Auch die Staatsanwaltschaft Berlin wurde von den österreichischen Behörden über mögliche Verdächtige in ihrem Zuständigkeitsbereich informiert. Dort hieß es allerdings, dass vorerst kein Verfahren bekannt sei, was aber auch daran liegen könne, dass internationale Übernahmen immer Zeit in Anspruch nehmen würden. In Österreich wird nach wie vor gegen unbekannte Täter ermittelt.
Verordnung zur Täterausforschung
Dass sich die strafrechtlichen Ermittlungen um die oberösterreichische Ärztin Lisa-Maria Kellermayr schwierig gestaltet haben, die über Wochen hinweg Hass-Nachrichten bis bin zu Morddrohungen erhalten hatte, ehe sie sich Ende voriger Woche das Leben nahm, hat in den vergangenen Tagen für Irritationen gesorgt. Das Justizministerium hofft, dass zukünftig die E-Evidence-Verordnung die Ausforschung von Tatverdächtigen erleichtert, die im Internet hetzen und zu Gewalt aufstacheln.

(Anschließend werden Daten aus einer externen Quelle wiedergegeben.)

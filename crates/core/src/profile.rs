//! Customer profiles.

use serde::{Deserialize, Serialize};

use crate::address::AddressBook;
use crate::types::{Email, Role, UserProfileId};

/// Profile linked 1:1 to an authenticated identity by email.
#[derive(Debug, Clone, PartialEq, Eq, Serialize, Deserialize)]
#[serde(rename_all = "camelCase")]
pub struct UserProfile {
    pub id: UserProfileId,
    pub name: String,
    pub email: Email,
    pub role: Role,
    pub addresses: AddressBook,
}

impl UserProfile {
    /// Fallback display name: the part of the email before the @.
    #[must_use]
    pub fn default_name(email: &Email) -> String {
        email.local_part().to_owned()
    }
}
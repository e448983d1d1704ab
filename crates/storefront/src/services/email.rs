//! Transactional email API client.
//!
//! Posts plain-text messages as `{from, to, subject, text}` JSON to a single
//! endpoint with a bearer token. Any provider with that shape works.

use reqwest::header::{AUTHORIZATION, HeaderMap, HeaderValue};
use secrecy::ExposeSecret;
use serde::Serialize;
use thiserror::Error;
use url::Url;

use crate::config::EmailConfig;

/// Errors that can occur when sending email.
#[derive(Debug, Error)]
pub enum EmailError {
    /// HTTP request failed.
    #[error("HTTP error: {0}")]
    Http(#[from] reqwest::Error),

    /// API returned an error response.
    #[error("API error: {status} - {message}")]
    Api { status: u16, message: String },

    /// Token cannot be used as a header value.
    #[error("invalid API token: {0}")]
    InvalidToken(String),
}

/// One outgoing plain-text message.
#[derive(Debug, Clone, Serialize)]
pub struct OutgoingEmail {
    pub from: String,
    pub to: String,
    pub subject: String,
    pub text: String,
}

/// Client for the transactional email endpoint.
#[derive(Clone)]
pub struct EmailClient {
    client: reqwest::Client,
    endpoint: Url,
}

impl EmailClient {
    /// Create a new email client.
    ///
    /// # Errors
    ///
    /// Returns error if the token is not a valid header value or the HTTP
    /// client fails to build.
    pub fn new(config: &EmailConfig) -> Result<Self, EmailError> {
        let mut headers = HeaderMap::new();

        let mut auth_value =
            HeaderValue::from_str(&format!("Bearer {}", config.api_token.expose_secret()))
                .map_err(|e| EmailError::InvalidToken(e.to_string()))?;
        auth_value.set_sensitive(true);
        headers.insert(AUTHORIZATION, auth_value);

        let client = reqwest::Client::builder()
            .default_headers(headers)
            .timeout(std::time::Duration::from_secs(10))
            .build()?;

        Ok(Self {
            client,
            endpoint: config.api_url.clone(),
        })
    }

    /// Send one message.
    ///
    /// # Errors
    ///
    /// Returns error if the request fails or the API answers with a non-2xx status.
    pub async fn send(&self, message: &OutgoingEmail) -> Result<(), EmailError> {
        let response = self
            .client
            .post(self.endpoint.clone())
            .json(message)
            .send()
            .await?;
        let status = response.status();

        if !status.is_success() {
            let message = response.text().await.unwrap_or_default();
            return Err(EmailError::Api {
                status: status.as_u16(),
                message,
            });
        }

        Ok(())
    }
}
//! Identity extractors.
//!
//! The storefront never authenticates users itself. An upstream identity
//! proxy verifies the session and forwards the result in trusted headers:
//!
//! - `x-auth-email` - Verified email address of the caller
//! - `x-auth-name` - Display name (optional)
//! - `x-auth-groups` - Comma-separated group claims; `ADMINS` grants admin
//!
//! Requests that reach the storefront without passing through the proxy must
//! not be able to set these headers; that is a deployment concern.

use axum::{extract::FromRequestParts, http::request::Parts};

use filament_shop_core::{Email, Role};

use crate::error::{AppError, set_sentry_user};

/// Header carrying the verified caller email.
pub const AUTH_EMAIL_HEADER: &str = "x-auth-email";
/// Header carrying the caller display name.
pub const AUTH_NAME_HEADER: &str = "x-auth-name";
/// Header carrying the caller's group claims.
pub const AUTH_GROUPS_HEADER: &str = "x-auth-groups";

/// The authenticated caller.
#[derive(Debug, Clone, PartialEq, Eq)]
pub struct Identity {
    pub email: Email,
    pub name: Option<String>,
    pub role: Role,
}

impl Identity {
    /// Read the identity headers. `None` if absent or malformed.
    #[must_use]
    pub fn from_parts(parts: &Parts) -> Option<Self> {
        let header = |name: &str| {
            parts
                .headers
                .get(name)
                .and_then(|v| v.to_str().ok())
                .map(str::trim)
                .filter(|v| !v.is_empty())
        };

        let email = Email::parse(header(AUTH_EMAIL_HEADER)?).ok()?;
        let name = header(AUTH_NAME_HEADER).map(str::to_owned);
        let role = Role::from_groups(
            header(AUTH_GROUPS_HEADER)
                .unwrap_or_default()
                .split(',')
                .map(str::trim),
        );

        Some(Self { email, name, role })
    }

    #[must_use]
    pub const fn is_admin(&self) -> bool {
        self.role.is_admin()
    }
}

/// Extractor that requires an authenticated caller.
///
/// # Example
///
/// ```rust,ignore
/// async fn protected_handler(RequireAuth(identity): RequireAuth) -> impl IntoResponse {
///     format!("Hello, {}!", identity.email)
/// }
/// ```
pub struct RequireAuth(pub Identity);

impl<S> FromRequestParts<S> for RequireAuth
where
    S: Send + Sync,
{
    type Rejection = AppError;

    async fn from_request_parts(parts: &mut Parts, _state: &S) -> Result<Self, Self::Rejection> {
        let identity = Identity::from_parts(parts)
            .ok_or_else(|| AppError::Unauthorized("sign-in required".to_string()))?;
        set_sentry_user(identity.email.as_str());
        Ok(Self(identity))
    }
}

/// Extractor that requires a caller in the `ADMINS` group.
pub struct RequireAdmin(pub Identity);

impl<S> FromRequestParts<S> for RequireAdmin
where
    S: Send + Sync,
{
    type Rejection = AppError;

    async fn from_request_parts(parts: &mut Parts, state: &S) -> Result<Self, Self::Rejection> {
        let RequireAuth(identity) = RequireAuth::from_request_parts(parts, state).await?;
        if !identity.is_admin() {
            tracing::warn!(email = %identity.email, path = %parts.uri.path(), "admin route denied");
            return Err(AppError::Forbidden("admin access required".to_string()));
        }
        Ok(Self(identity))
    }
}

/// Extractor that optionally gets the caller.
///
/// Unlike `RequireAuth`, this does not reject guests.
pub struct OptionalAuth(pub Option<Identity>);

impl<S> FromRequestParts<S> for OptionalAuth
where
    S: Send + Sync,
{
    type Rejection = std::convert::Infallible;

    async fn from_request_parts(parts: &mut Parts, _state: &S) -> Result<Self, Self::Rejection> {
        Ok(Self(Identity::from_parts(parts)))
    }
}
//! Core types for Filament Shop.
//!
//! This module provides type-safe wrappers for common domain concepts.

pub mod email;
pub mod id;
pub mod money;
pub mod status;

pub use email::{Email, EmailError};
pub use id::*;
pub use money::{Money, MoneyError};
pub use status::*;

Wie es am Mittwoch auf APA-Anfrage aus dem Ministerium hieß, soll die E-Evidence-Verordnung, die gerade finalisiert wird, die nationalen Regelwerke ergänzen. "Damit soll ermöglicht werden, dass die österreichischen Staatsanwaltschaften direkt bei Dienstanbietern Auskünfte über Teilnehmer-, Zugangs-, Verkehrs- oder Inhaltsdaten einholen können, ohne zuvor um Rechtshilfe bei einer Behörde im Ausland ansuchen zu müssen", teilte ein Sprecher mit. Das könnte auch die Ermittlungsarbeiten im Fall der oberösterreichischen Ärztin beschleunigen, "da auch hier Täter aus dem Ausland ihre Hassbotschaften versendet hatten".
Das Justizministerium betonte, dass das Hass im Netz-Gesetz von virtuellen Drohungen und Demütigungen Betroffenen über das Strafrecht hinausgehend zivilrechtliche Möglichkeiten biete, etwa Mahnverfahren. Ermittlungen und andere Rechtsbehelfe bräuchten allerdings "eine gewisse Zeit", insbesondere wenn Tatverdächtige im Ausland ausgeforscht werden müssen bzw. gegen solche ermittelt wird.
Das Maßnahmenpaket gegen "Hass im Netz" ist mit 1. Jänner 2021 in Kraft getreten. Seither können bei den Bezirksgerichten Löschungen von Hass-Nachrichten beantragt und bei den Landesgerichten Verfahren wegen übler Nachrede (§ 111 StGB) bzw. Beleidigung (§ 115 StGB) in die Wege geleitet werden. Die Anzahl dementsprechender Verfahren ist seither stark gestiegen, zeigen Zahlen des Justizministeriums.